Implementation of Typical Operators

This section introduces the implementation details of three typical TiDB operators: Sort, HashAgg, and HashJoin.

Firstly, every operator should implement three basic interfaces of Executor:

  • Open - Initializes the operator, sets up the memory tracker/disk tracker, and other meta-info for the current operator.
  • Next - Each call to Next returns a chunk of data. Returning an empty chunk indicates that the execution is complete for the current executor. Note that Next is not thread-safe. It's by design that Next is not called concurrently for all operators.
  • Close - Responsible for releasing all resources held by the executor.

Sort

The Sort operator is used to arrange the result set of a query in a specific order. In TiDB, the operator implementing sort is SortExec. The fundamental concept behind SortExec is to read all the data from its child executor and then sort the entire data set.

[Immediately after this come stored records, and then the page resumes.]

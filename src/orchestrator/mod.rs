/// Pipeline orchestration: runs, mutual exclusion, triggers
pub mod dispatcher;
pub mod guard;
pub mod pipeline;
pub mod scheduler;
pub mod watcher;

pub use dispatcher::{DispatchOutcome, RunDispatcher, RunSignal};
pub use guard::{CancelToken, RunGuard, RunPermit};
pub use pipeline::{Pipeline, RunReport, RunState, Stage, StageCounts, TriggerKind};
pub use scheduler::{Scheduler, StaticTenantRegistry, TenantRegistry};
pub use watcher::BacklogWatcher;
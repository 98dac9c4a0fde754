/// Observation aggregator: normalization and idempotent ingestion
pub mod observation_aggregator;

pub use observation_aggregator::{IngestOutcome, IngestSummary, ObservationAggregator};
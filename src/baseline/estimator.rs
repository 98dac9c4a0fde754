//! Rolling statistical baselines per (tenant, subject, metric)
//!
//! A baseline holds a short (7-day) and a long (30-day) window of mean and sample
//! standard deviation. Windows end where the recent detection window begins, so a
//! fresh reading never dilutes the reference it is compared against.

use crate::config::BaselineConfig;
use crate::error::StoreError;
use crate::events::{MetricCategory, MetricKind, SubjectRef, TenantId, Timestamp};
use crate::store::CareStore;
use chrono::Duration;
use log::debug;
use serde::{Deserialize, Serialize};

/// Mean, sample standard deviation and sample count over one window
#[derive(Debug, Clone, Copy, Serialize, Deserialize, PartialEq)]
pub struct WindowStats {
    pub mean: f64,
    /// Sample standard deviation (n - 1); zero with fewer than two samples
    pub stddev: f64,
    pub sample_count: usize,
}

impl WindowStats {
    /// Compute stats over `values`; `None` when empty
    pub fn from_values(values: &[f64]) -> Option<Self> {
        if values.is_empty() {
            return None;
        }

        let n = values.len() as f64;
        let mean = values.iter().sum::<f64>() / n;
        let stddev = if values.len() < 2 {
            0.0
        } else {
            let sum_sq: f64 = values.iter().map(|v| (v - mean).powi(2)).sum();
            (sum_sq / (n - 1.0)).sqrt()
        };

        Some(Self {
            mean,
            stddev,
            sample_count: values.len(),
        })
    }
}

/// Rolling expectation for one subject's metric
#[derive(Debug, Clone, Serialize, Deserialize, PartialEq)]
pub struct Baseline {
    pub tenant_id: TenantId,
    pub subject: SubjectRef,
    pub metric: MetricKind,
    /// 7-day window (reference for deviation detection)
    pub short_window: WindowStats,
    /// 30-day window (reference for drift detection)
    pub long_window: WindowStats,
    /// Samples backing the baseline (the long window count)
    pub sample_count: usize,
    pub confidence: f64,
    pub computed_at: Timestamp,
}

/// Result of a recompute request
#[derive(Debug, Clone, PartialEq)]
pub enum RecomputeOutcome {
    /// A new baseline replaced whatever was stored
    Replaced(Baseline),
    /// Too few samples; any existing baseline was left untouched
    Skipped { samples: usize, required: usize },
}

/// Computes and replaces baselines from stored observations
#[derive(Debug, Clone)]
pub struct BaselineEstimator {
    config: BaselineConfig,
    recent_window: Duration,
}

impl BaselineEstimator {
    /// Create an estimator whose windows stop `recent_window` before now
    pub fn new(config: BaselineConfig, recent_window: Duration) -> Self {
        Self {
            config,
            recent_window,
        }
    }

    /// Minimum samples required before a baseline may be (re)computed
    pub fn min_samples(&self, metric: MetricKind) -> usize {
        match metric.category() {
            MetricCategory::Clinical => self.config.min_samples_clinical,
            MetricCategory::Performance => self.config.min_samples_performance,
        }
    }

    /// Confidence grows with sample count and saturates at `high_confidence`
    pub fn confidence_for(&self, samples: usize) -> f64 {
        if samples >= self.config.confidence_saturation_samples {
            self.config.high_confidence
        } else {
            self.config.low_confidence
        }
    }

    /// Build a baseline from timestamped samples without touching storage
    ///
    /// Samples outside `[now - long_window, now - recent_window)` are ignored.
    pub fn compute(
        &self,
        tenant_id: &str,
        subject: &SubjectRef,
        metric: MetricKind,
        samples: &[(Timestamp, f64)],
        now: Timestamp,
    ) -> RecomputeOutcome {
        let window_end = now - self.recent_window;
        let long_start = window_end - Duration::days(self.config.long_window_days);
        let short_start = window_end - Duration::days(self.config.short_window_days);

        let long_values: Vec<f64> = samples
            .iter()
            .filter(|(ts, v)| *ts >= long_start && *ts < window_end && v.is_finite())
            .map(|(_, v)| *v)
            .collect();
        let short_values: Vec<f64> = samples
            .iter()
            .filter(|(ts, v)| *ts >= short_start && *ts < window_end && v.is_finite())
            .map(|(_, v)| *v)
            .collect();

        let required = self.min_samples(metric);
        let long_window = match WindowStats::from_values(&long_values) {
            Some(stats) if long_values.len() >= required => stats,
            _ => {
                return RecomputeOutcome::Skipped {
                    samples: long_values.len(),
                    required,
                }
            }
        };
        let short_window = WindowStats::from_values(&short_values).unwrap_or(WindowStats {
            mean: long_window.mean,
            stddev: 0.0,
            sample_count: 0,
        });

        RecomputeOutcome::Replaced(Baseline {
            tenant_id: tenant_id.to_string(),
            subject: subject.clone(),
            metric,
            short_window,
            long_window,
            sample_count: long_window.sample_count,
            confidence: self.confidence_for(long_window.sample_count),
            computed_at: now,
        })
    }

    /// Pull the subject's observations, recompute, and replace the stored baseline
    ///
    /// # Errors
    ///
    /// Returns `StoreError` if reading observations or writing the baseline fails.
    pub fn recompute(
        &self,
        store: &dyn CareStore,
        tenant_id: &str,
        subject: &SubjectRef,
        metric: MetricKind,
        now: Timestamp,
    ) -> Result<RecomputeOutcome, StoreError> {
        let window_end = now - self.recent_window;
        let long_start = window_end - Duration::days(self.config.long_window_days);

        let samples: Vec<(Timestamp, f64)> = store
            .observations_for_subject(tenant_id, subject, long_start, window_end)?
            .iter()
            .filter_map(|event| event.metric(metric).map(|value| (event.timestamp, value)))
            .collect();

        let outcome = self.compute(tenant_id, subject, metric, &samples, now);
        match &outcome {
            RecomputeOutcome::Replaced(baseline) => {
                store.replace_baseline(baseline.clone())?;
                debug!(
                    "Baseline for {} {} replaced: mean7={:.2} sd7={:.2} n={}",
                    subject, metric, baseline.short_window.mean, baseline.short_window.stddev,
                    baseline.sample_count
                );
            }
            RecomputeOutcome::Skipped { samples, required } => {
                debug!(
                    "Baseline for {} {} skipped: {} samples, {} required",
                    subject, metric, samples, required
                );
            }
        }

        Ok(outcome)
    }
}
//! Core event types for the care signal pipeline
//!
//! This module defines the raw domain events handed over by the vitals, task and
//! staffing subsystems, and the canonical `ObservationEvent` they are normalized into.

use chrono::{DateTime, Utc};
use serde::{Deserialize, Serialize};
use std::collections::BTreeMap;
use std::fmt;
use uuid::Uuid;

/// Timestamp type for consistent time handling across the application
pub type Timestamp = DateTime<Utc>;

/// Identifier of a tenant (care organisation)
pub type TenantId = String;

/// Kind of entity an observation pertains to
#[derive(Debug, Clone, Copy, Serialize, Deserialize, PartialEq, Eq, Hash, PartialOrd, Ord)]
#[serde(rename_all = "snake_case")]
pub enum SubjectKind {
    Resident,
    Caregiver,
}

/// Reference to a resident or caregiver
#[derive(Debug, Clone, Serialize, Deserialize, PartialEq, Eq, Hash, PartialOrd, Ord)]
pub struct SubjectRef {
    pub kind: SubjectKind,
    pub id: String,
}

impl SubjectRef {
    pub fn resident(id: impl Into<String>) -> Self {
        Self {
            kind: SubjectKind::Resident,
            id: id.into(),
        }
    }

    pub fn caregiver(id: impl Into<String>) -> Self {
        Self {
            kind: SubjectKind::Caregiver,
            id: id.into(),
        }
    }
}

impl fmt::Display for SubjectRef {
    fn fmt(&self, f: &mut fmt::Formatter<'_>) -> fmt::Result {
        match self.kind {
            SubjectKind::Resident => write!(f, "resident:{}", self.id),
            SubjectKind::Caregiver => write!(f, "caregiver:{}", self.id),
        }
    }
}

/// Originating subsystem of a raw event, used together with the source id for deduplication
#[derive(Debug, Clone, Copy, Serialize, Deserialize, PartialEq, Eq, Hash, PartialOrd, Ord)]
#[serde(rename_all = "snake_case")]
pub enum SourceKind {
    Vitals,
    TaskCompletion,
    StaffingAction,
}

impl SourceKind {
    pub fn as_str(&self) -> &'static str {
        match self {
            SourceKind::Vitals => "vitals",
            SourceKind::TaskCompletion => "task_completion",
            SourceKind::StaffingAction => "staffing_action",
        }
    }
}

/// `(source_kind, source_id)` pointer back to the originating record
#[derive(Debug, Clone, Serialize, Deserialize, PartialEq, Eq, Hash, PartialOrd, Ord)]
pub struct SourceRef {
    pub kind: SourceKind,
    pub id: String,
}

/// Whether a metric describes resident health or caregiver performance
#[derive(Debug, Clone, Copy, Serialize, Deserialize, PartialEq, Eq, Hash)]
#[serde(rename_all = "snake_case")]
pub enum MetricCategory {
    Clinical,
    Performance,
}

/// Numeric metrics tracked with rolling baselines
#[derive(Debug, Clone, Copy, Serialize, Deserialize, PartialEq, Eq, Hash, PartialOrd, Ord)]
#[serde(rename_all = "snake_case")]
pub enum MetricKind {
    BloodPressureSystolic,
    BloodPressureDiastolic,
    HeartRate,
    Temperature,
    OxygenSaturation,
    RespiratoryRate,
    BloodGlucose,
    Weight,
    TaskDurationMinutes,
    TaskLatenessMinutes,
}

impl MetricKind {
    pub const ALL: [MetricKind; 10] = [
        MetricKind::BloodPressureSystolic,
        MetricKind::BloodPressureDiastolic,
        MetricKind::HeartRate,
        MetricKind::Temperature,
        MetricKind::OxygenSaturation,
        MetricKind::RespiratoryRate,
        MetricKind::BloodGlucose,
        MetricKind::Weight,
        MetricKind::TaskDurationMinutes,
        MetricKind::TaskLatenessMinutes,
    ];

    /// Payload key under which this metric is stored
    pub fn key(&self) -> &'static str {
        match self {
            MetricKind::BloodPressureSystolic => "blood_pressure_systolic",
            MetricKind::BloodPressureDiastolic => "blood_pressure_diastolic",
            MetricKind::HeartRate => "heart_rate",
            MetricKind::Temperature => "temperature",
            MetricKind::OxygenSaturation => "oxygen_saturation",
            MetricKind::RespiratoryRate => "respiratory_rate",
            MetricKind::BloodGlucose => "blood_glucose",
            MetricKind::Weight => "weight",
            MetricKind::TaskDurationMinutes => "task_duration_minutes",
            MetricKind::TaskLatenessMinutes => "task_lateness_minutes",
        }
    }

    pub fn category(&self) -> MetricCategory {
        match self {
            MetricKind::TaskDurationMinutes | MetricKind::TaskLatenessMinutes => {
                MetricCategory::Performance
            }
            _ => MetricCategory::Clinical,
        }
    }

    pub fn from_key(key: &str) -> Option<Self> {
        Self::ALL.iter().copied().find(|metric| metric.key() == key)
    }
}

impl fmt::Display for MetricKind {
    fn fmt(&self, f: &mut fmt::Formatter<'_>) -> fmt::Result {
        f.write_str(self.key())
    }
}

/// A single measurement in an observation payload
#[derive(Debug, Clone, Serialize, Deserialize, PartialEq)]
#[serde(untagged)]
pub enum Measurement {
    Numeric(f64),
    Categorical(String),
}

impl Measurement {
    pub fn as_f64(&self) -> Option<f64> {
        match self {
            Measurement::Numeric(value) => Some(*value),
            Measurement::Categorical(_) => None,
        }
    }

    pub fn as_str(&self) -> Option<&str> {
        match self {
            Measurement::Numeric(_) => None,
            Measurement::Categorical(value) => Some(value),
        }
    }
}

/// Severity level shared by anomalies and risk levels
#[derive(Debug, Clone, Copy, Serialize, Deserialize, PartialEq, Eq, Hash, PartialOrd, Ord)]
#[serde(rename_all = "lowercase")]
pub enum Severity {
    Low,
    Medium,
    High,
}

/// Event type stamped on vital-sign observations
pub const VITALS: &str = "vitals";

/// Event type stamped on task completion observations
pub const TASK_COMPLETION: &str = "task_completion";

/// Event type stamped on staffing observations
pub const STAFFING: &str = "staffing";

/// Payload key recording whether completion evidence was attached
pub const EVIDENCE_KEY: &str = "evidence";

/// Canonical, immutable fact produced by the observation aggregator
#[derive(Debug, Clone, Serialize, Deserialize, PartialEq)]
pub struct ObservationEvent {
    pub id: Uuid,
    pub tenant_id: TenantId,
    pub subject: SubjectRef,
    /// Broad kind of event ("vitals", "task_completion", "staffing")
    pub event_type: String,
    /// Finer classification, e.g. the task type or staffing action
    pub event_subtype: Option<String>,
    /// When the underlying fact happened
    pub timestamp: Timestamp,
    /// When the aggregator accepted the event; bounds the backlog lookback
    pub ingested_at: Timestamp,
    /// Insertion order assigned by the store; drives the processing watermark
    ///
    /// Zero until the observation has been stored.
    #[serde(default)]
    pub ingest_seq: u64,
    pub payload: BTreeMap<String, Measurement>,
    /// Data quality, 0-100
    pub quality_score: u8,
    pub source: SourceRef,
}

impl ObservationEvent {
    /// Numeric value recorded for `metric`, if present
    pub fn metric(&self, metric: MetricKind) -> Option<f64> {
        self.payload.get(metric.key()).and_then(Measurement::as_f64)
    }

    /// All baseline-tracked metrics carried by this observation
    pub fn metrics(&self) -> Vec<(MetricKind, f64)> {
        self.payload
            .iter()
            .filter_map(|(key, value)| Some((MetricKind::from_key(key)?, value.as_f64()?)))
            .collect()
    }
}

/// Raw vital-sign reading from the vitals recording subsystem
#[derive(Debug, Clone, Serialize, Deserialize, PartialEq)]
pub struct VitalsReading {
    pub source_id: String,
    pub tenant_id: TenantId,
    pub resident_id: String,
    pub recorded_at: Timestamp,
    #[serde(default)]
    pub systolic: Option<f64>,
    #[serde(default)]
    pub diastolic: Option<f64>,
    #[serde(default)]
    pub heart_rate: Option<f64>,
    #[serde(default)]
    pub temperature: Option<f64>,
    #[serde(default)]
    pub oxygen_saturation: Option<f64>,
    #[serde(default)]
    pub respiratory_rate: Option<f64>,
    #[serde(default)]
    pub blood_glucose: Option<f64>,
    #[serde(default)]
    pub weight: Option<f64>,
    /// Reading typed in by hand rather than captured by a device
    #[serde(default)]
    pub manual_entry: bool,
}

/// Raw task completion from the task execution subsystem
#[derive(Debug, Clone, Serialize, Deserialize, PartialEq)]
pub struct TaskCompletionRecord {
    pub source_id: String,
    pub tenant_id: TenantId,
    pub caregiver_id: String,
    #[serde(default)]
    pub resident_id: Option<String>,
    pub task_type: String,
    #[serde(default)]
    pub started_at: Option<Timestamp>,
    pub completed_at: Timestamp,
    #[serde(default)]
    pub scheduled_for: Option<Timestamp>,
    #[serde(default)]
    pub evidence_provided: bool,
}

/// Raw staffing action (shift start, assignment, call-out, ...)
#[derive(Debug, Clone, Serialize, Deserialize, PartialEq)]
pub struct StaffingActionRecord {
    pub source_id: String,
    pub tenant_id: TenantId,
    pub caregiver_id: String,
    pub action: String,
    pub occurred_at: Timestamp,
}

/// Any domain event accepted by the aggregator
#[derive(Debug, Clone, Serialize, Deserialize, PartialEq)]
#[serde(tag = "kind", rename_all = "snake_case")]
pub enum RawEvent {
    Vitals(VitalsReading),
    TaskCompletion(TaskCompletionRecord),
    StaffingAction(StaffingActionRecord),
}

impl RawEvent {
    pub fn source_kind(&self) -> SourceKind {
        match self {
            RawEvent::Vitals(_) => SourceKind::Vitals,
            RawEvent::TaskCompletion(_) => SourceKind::TaskCompletion,
            RawEvent::StaffingAction(_) => SourceKind::StaffingAction,
        }
    }

    pub fn source_id(&self) -> &str {
        match self {
            RawEvent::Vitals(reading) => &reading.source_id,
            RawEvent::TaskCompletion(record) => &record.source_id,
            RawEvent::StaffingAction(record) => &record.source_id,
        }
    }

    pub fn tenant_id(&self) -> &str {
        match self {
            RawEvent::Vitals(reading) => &reading.tenant_id,
            RawEvent::TaskCompletion(record) => &record.tenant_id,
            RawEvent::StaffingAction(record) => &record.tenant_id,
        }
    }

    pub fn source(&self) -> SourceRef {
        SourceRef {
            kind: self.source_kind(),
            id: self.source_id().to_string(),
        }
    }
}
use crate::events::{Severity, SubjectRef, TenantId, Timestamp};
use serde::{Deserialize, Serialize};
use std::fmt;
use uuid::Uuid;

/// Kind of anomaly, one per detector strategy
#[derive(Debug, Clone, Serialize, Deserialize, PartialEq, Eq, Hash, PartialOrd, Ord)]
#[serde(rename_all = "snake_case")]
pub enum AnomalyType {
    /// Single value far from the subject's baseline
    Deviation,
    /// Count-based behavioural condition recurring within a window
    Pattern,
    /// Caregiver event volume above an absolute ceiling
    Workload,
    /// Caregiver rolling average creeping above baseline
    Drift,
    /// Emitted by an additionally registered detector
    Custom(String),
}

impl AnomalyType {
    pub fn as_str(&self) -> &str {
        match self {
            AnomalyType::Deviation => "deviation",
            AnomalyType::Pattern => "pattern",
            AnomalyType::Workload => "workload",
            AnomalyType::Drift => "drift",
            AnomalyType::Custom(name) => name,
        }
    }
}

impl fmt::Display for AnomalyType {
    fn fmt(&self, f: &mut fmt::Formatter<'_>) -> fmt::Result {
        f.write_str(self.as_str())
    }
}

/// Review status of an anomaly
#[derive(Debug, Clone, Copy, Serialize, Deserialize, PartialEq, Eq, Hash)]
#[serde(rename_all = "snake_case")]
pub enum AnomalyStatus {
    Detected,
    Acknowledged,
    Dismissed,
}

impl fmt::Display for AnomalyStatus {
    fn fmt(&self, f: &mut fmt::Formatter<'_>) -> fmt::Result {
        let name = match self {
            AnomalyStatus::Detected => "detected",
            AnomalyStatus::Acknowledged => "acknowledged",
            AnomalyStatus::Dismissed => "dismissed",
        };
        f.write_str(name)
    }
}

/// A single detected deviation from expected behaviour
#[derive(Debug, Clone, Serialize, Deserialize, PartialEq)]
pub struct Anomaly {
    pub id: Uuid,
    pub tenant_id: TenantId,
    /// Run that produced this anomaly
    pub run_id: Uuid,
    pub subject: Option<SubjectRef>,
    pub anomaly_type: AnomalyType,
    pub subtype: String,
    pub severity: Severity,
    pub window_start: Timestamp,
    pub window_end: Timestamp,
    pub baseline_value: Option<f64>,
    pub observed_value: Option<f64>,
    /// Distance from the baseline in standard deviations
    pub deviation: Option<f64>,
    pub confidence: f64,
    pub details: serde_json::Value,
    pub status: AnomalyStatus,
    pub detected_at: Timestamp,
    /// Run-scoped key identifying the observation/window combination covered
    pub dedup_key: String,
    pub reviewed_by: Option<String>,
    pub reviewed_at: Option<Timestamp>,
}

impl Anomaly {
    /// Start a new anomaly in the `Detected` state
    #[allow(clippy::too_many_arguments)]
    pub fn new(
        tenant_id: &str,
        run_id: Uuid,
        subject: Option<SubjectRef>,
        anomaly_type: AnomalyType,
        subtype: impl Into<String>,
        severity: Severity,
        window: (Timestamp, Timestamp),
        detected_at: Timestamp,
    ) -> Self {
        let subtype = subtype.into();
        let dedup_key = format!(
            "{}:{}:{}:{}",
            anomaly_type,
            subtype,
            subject
                .as_ref()
                .map(ToString::to_string)
                .unwrap_or_else(|| "tenant".to_string()),
            window.1.timestamp()
        );

        Self {
            id: Uuid::new_v4(),
            tenant_id: tenant_id.to_string(),
            run_id,
            subject,
            anomaly_type,
            subtype,
            severity,
            window_start: window.0,
            window_end: window.1,
            baseline_value: None,
            observed_value: None,
            deviation: None,
            confidence: 0.0,
            details: serde_json::Value::Null,
            status: AnomalyStatus::Detected,
            detected_at,
            dedup_key,
            reviewed_by: None,
            reviewed_at: None,
        }
    }

    pub fn with_values(mut self, baseline: Option<f64>, observed: Option<f64>) -> Self {
        self.baseline_value = baseline;
        self.observed_value = observed;
        self
    }

    pub fn with_deviation(mut self, deviation: f64) -> Self {
        self.deviation = Some(deviation);
        self
    }

    pub fn with_confidence(mut self, confidence: f64) -> Self {
        self.confidence = confidence;
        self
    }

    pub fn with_details(mut self, details: serde_json::Value) -> Self {
        self.details = details;
        self
    }

    /// Override the default window-based dedup key, e.g. with an observation id
    pub fn with_dedup_key(mut self, key: impl Into<String>) -> Self {
        self.dedup_key = key.into();
        self
    }
}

In Next, it invokes fetchRowChunks to read all the data from its child executor. fetchRowChunks aims to store all the data in one SortedRowContainer. The memory usage grows as the input data volume increases. To manage the memory usage, SortExec has spill-to-disk support. The details of this spilling are encapsulated within SortedRowContainer. Every time the insertion of a chunk into the current SortedRowContainer returns ErrCannotAddBecauseSorted, it indicates that the current SortedRowContainer has been spilled. SortExec will then create a new SortedRowContainer and insert the chunk into this new container. Once there's no data coming from its child executor, SortExec will sort the current SortedRowContainer.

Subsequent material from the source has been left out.